Dataset entries:
§
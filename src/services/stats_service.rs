use crate::database::MongoDB;
use crate::models::{Card, Collection, Deck};
use crate::utils::AppError;
use futures::stream::TryStreamExt;
use mongodb::bson::doc;
use serde::Serialize;
use std::collections::HashMap;

/// Dashboard aggregates, computed from real data only (no demo fallback).
#[derive(Debug, Serialize, utoipa::ToSchema)]
pub struct DashboardStats {
    pub total_cards: u32,
    pub unique_cards: u32,
    pub total_collections: u32,
    pub total_decks: u32,
    pub decks_by_format: HashMap<String, u32>,
    /// Quantités par couleur d'identité (C = incolore)
    pub color_distribution: HashMap<String, u32>,
    pub estimated_value_usd: f64,
}

pub async fn dashboard(db: &MongoDB, user_id: &str) -> Result<DashboardStats, AppError> {
    let collections_col = db.collection::<Collection>("collections");
    let cursor = collections_col
        .find(doc! { "owner_id": user_id })
        .await
        .map_err(AppError::database)?;
    let collections: Vec<Collection> = cursor.try_collect().await.map_err(AppError::database)?;

    let decks_col = db.collection::<Deck>("decks");
    let cursor = decks_col
        .find(doc! { "owner_id": user_id })
        .await
        .map_err(AppError::database)?;
    let decks: Vec<Deck> = cursor.try_collect().await.map_err(AppError::database)?;

    // Join des entrées contre le cache de cartes pour couleurs et prix
    let ids: Vec<String> = collections
        .iter()
        .flat_map(|c| c.cards.iter().map(|e| e.card_id.clone()))
        .collect();

    let lookup = if ids.is_empty() {
        HashMap::new()
    } else {
        let cards_col = db.collection::<Card>("cards");
        let cursor = cards_col
            .find(doc! { "scryfall_id": { "$in": ids } })
            .await
            .map_err(AppError::database)?;
        let cards: Vec<Card> = cursor.try_collect().await.map_err(AppError::database)?;
        cards.into_iter().map(|c| (c.scryfall_id.clone(), c)).collect()
    };

    Ok(compute_dashboard(&collections, &decks, &lookup))
}

fn compute_dashboard(
    collections: &[Collection],
    decks: &[Deck],
    cards: &HashMap<String, Card>,
) -> DashboardStats {
    let total_cards = collections.iter().map(|c| c.total_cards).sum();
    let unique_cards = collections.iter().map(|c| c.unique_cards).sum();

    let mut decks_by_format: HashMap<String, u32> = HashMap::new();
    for deck in decks {
        *decks_by_format.entry(deck.format.as_str().to_string()).or_insert(0) += 1;
    }

    let mut color_distribution: HashMap<String, u32> = HashMap::new();
    let mut estimated_value_usd = 0.0;

    for collection in collections {
        for entry in &collection.cards {
            let Some(card) = cards.get(&entry.card_id) else {
                continue;
            };

            if card.color_identity.is_empty() {
                *color_distribution.entry("C".to_string()).or_insert(0) += entry.quantity;
            } else {
                for color in &card.color_identity {
                    *color_distribution.entry(color.clone()).or_insert(0) += entry.quantity;
                }
            }

            if let Some(price) = card.price_usd(entry.foil) {
                estimated_value_usd += price * entry.quantity as f64;
            }
        }
    }

    DashboardStats {
        total_cards,
        unique_cards,
        total_collections: collections.len() as u32,
        total_decks: decks.len() as u32,
        decks_by_format,
        color_distribution,
        estimated_value_usd,
    }
}

#[cfg(test)]
mod tests {
    use super::*;
    use crate::models::{CardCondition, CollectionEntry, DeckFormat, ScryfallCard};
    use serde_json::json;

    fn card(id: &str, identity: &[&str], usd: &str) -> Card {
        serde_json::from_value::<ScryfallCard>(json!({
            "id": id,
            "name": id,
            "color_identity": identity,
            "prices": {"usd": usd},
        }))
        .unwrap()
        .into()
    }

    fn collection_with(entries: Vec<CollectionEntry>) -> Collection {
        let mut col = Collection::new("u1".into(), "c".into(), None, false);
        for e in entries {
            col.add_entry(e);
        }
        col
    }

    fn entry(card_id: &str, qty: u32) -> CollectionEntry {
        CollectionEntry {
            card_id: card_id.into(),
            card_name: card_id.into(),
            quantity: qty,
            condition: CardCondition::NearMint,
            language: "fr".into(),
            foil: false,
            notes: None,
        }
    }

    #[test]
    fn test_empty_account_is_all_zeros() {
        let stats = compute_dashboard(&[], &[], &HashMap::new());
        assert_eq!(stats.total_cards, 0);
        assert_eq!(stats.total_decks, 0);
        assert_eq!(stats.estimated_value_usd, 0.0);
        assert!(stats.color_distribution.is_empty());
    }

    #[test]
    fn test_aggregates_colors_and_value() {
        let bolt = card("bolt", &["R"], "2.00");
        let ring = card("ring", &[], "1.50");
        let mut lookup = HashMap::new();
        lookup.insert("bolt".to_string(), bolt);
        lookup.insert("ring".to_string(), ring);

        let col = collection_with(vec![entry("bolt", 4), entry("ring", 2)]);
        let decks = vec![
            Deck::new("u1".into(), "d1".into(), None, DeckFormat::Commander, false),
            Deck::new("u1".into(), "d2".into(), None, DeckFormat::Commander, false),
            Deck::new("u1".into(), "d3".into(), None, DeckFormat::Modern, false),
        ];

        let stats = compute_dashboard(&[col], &decks, &lookup);
        assert_eq!(stats.total_cards, 6);
        assert_eq!(stats.unique_cards, 2);
        assert_eq!(stats.total_decks, 3);
        assert_eq!(stats.decks_by_format["commander"], 2);
        assert_eq!(stats.decks_by_format["modern"], 1);
        assert_eq!(stats.color_distribution["R"], 4);
        assert_eq!(stats.color_distribution["C"], 2);
        assert!((stats.estimated_value_usd - 11.0).abs() < 1e-9);
    }

    #[test]
    fn test_entries_without_cached_metadata_are_skipped() {
        let col = collection_with(vec![entry("unknown", 3)]);
        let stats = compute_dashboard(&[col], &[], &HashMap::new());
        // totals still count the entry, colors/value need metadata
        assert_eq!(stats.total_cards, 3);
        assert!(stats.color_distribution.is_empty());
        assert_eq!(stats.estimated_value_usd, 0.0);
    }
}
§
- [PROBLEM DESCRIPTION]: Copy out each line of the entries where the word "clone" is found.

- [OUTPUT FOR THIS EXERCISE]:
        .flat_map(|c| c.cards.iter().map(|e| e.card_id.clone()))
        cards.into_iter().map(|c| (c.scryfall_id.clone(), c)).collect()
                    *color_distribution.entry(color.clone()).or_insert(0) += entry.quantity;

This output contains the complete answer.